Mobile Refugee-tracing Service Hits 100,000 User Milestone

Refugees United, a non-profit organisation that has developed the world’s first mobile-based refugee family tracing service to help reconnect families separated by war or natural disaster, has revealed that it has registered 100,000 refugees on its platform.

The service, developed by Refugees United in partnership with Ericsson, has registered users from across the globe, but at the moment primarily sees its surge in numbers from African countries such as Somalia, Congo, and Sudan. With the current conflict between Sudan and South Sudan, numbers from this specific refugee group are also expected to increase, as families flee the regions and end up in separate places and refugee camps.

Refugees United focuses on expanding the technology via partner collaboration with bodies such as the Red Cross and the United Nations Refugee Agency (UNHCR) in refugee camps and urban areas of various African countries, where teams on ground help illiterate refugees benefit from the technology.

Two Congolese refugee brothers who were separated in 1998 during the Second Congo War, when a community-based militia group attacked their local village, were recently reunited via the mobile platform after more than 10 years of separation.

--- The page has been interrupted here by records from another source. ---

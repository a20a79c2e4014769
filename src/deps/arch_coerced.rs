// src/deps/arch_coerced.rs

use std::cell::RefCell;
use std::collections::HashMap;

use serde_yaml::Value;

use crate::buildenv::BuildEnv;
use crate::deps::DepResolver;
use crate::error::{Error, Result};
use crate::target::{TargetDependency, TargetId};

/// Rebuilds a dependency target from the same sources for the dependent's
/// architecture, memoized by (architecture, base module).
#[derive(Default)]
pub struct ArchCoercedDepResolver {
    target_cache: RefCell<HashMap<String, TargetId>>,
}

impl ArchCoercedDepResolver {
    pub fn new() -> Self {
        Self::default()
    }
}

impl DepResolver for ArchCoercedDepResolver {
    fn resolve(
        &self,
        env: &mut BuildEnv,
        from: TargetId,
        _dep: &TargetDependency,
    ) -> Result<TargetId> {
        Err(Error::dependency(
            Some(env.target(from).module.clone()),
            "the arch-coerced resolver does not support resolving literal dependencies".to_string(),
        ))
    }

    fn resolve_coerced(
        &self,
        env: &mut BuildEnv,
        from: TargetId,
        existing: TargetId,
    ) -> Result<TargetId> {
        let views = env.scope_views(from);
        let re_arch = views.resolve_local("arch")?;
        let re_platform = views.resolve_local("platform")?;
        let re_config = views.resolve_local("configuration")?;
        drop(views);

        let coerced_module = format!("arch-coerced.{re_arch}.{}", env.target(existing).module);

        if let Some(cached) = self.target_cache.borrow().get(&coerced_module) {
            return Ok(*cached);
        }

        let base_path = env.target(existing).path.clone();
        let root_path = env.target(from).root_path.clone();

        let id = env.load_free_target(&base_path, Some(from), None)?;
        {
            let target = env.target_mut(id);
            target.root_path = root_path;
            if let Some(map) = target.config.as_mapping_mut() {
                map.insert("arch".into(), Value::String(re_arch));
                map.insert("platform".into(), Value::String(re_platform));
                map.insert("configuration".into(), Value::String(re_config));
            }
            target.module = coerced_module.clone();
            target.dep_parent = Some(from);
        }

        env.ensure_target_scopes(id);
        env.load_target_dependencies(id)?;
        env.load_target_source_tree(id, None)?;
        env.register_local_target(id)?;

        self.target_cache.borrow_mut().insert(coerced_module, id);
        Ok(id)
    }
}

“It’s stories like this that demonstrate the impact of the right technologies in solving some of the world’s most pressing problems,” says Refugees United, co-founder, Christopher Mikkelsen. “100,000 people registered on the Refugees United family tracing platform in search of missing family members is a testament to the pressing need for family tracing globally,” “Of the 43m forcibly displaced people worldwide, hundreds of thousand refugee families remain scattered across the globe – we hope that it’s a problem we can help eradicate with the use of our technology and growing network of partnerships with entities like Ericsson, MTN Group, Safaricom, and UNHCR.”
According to the United Nations, there are currently 43m forcibly displaced people worldwide, the highest number in 15 years, with numbers expected to increase significantly in the medium-term due to conflicts and climate change effects.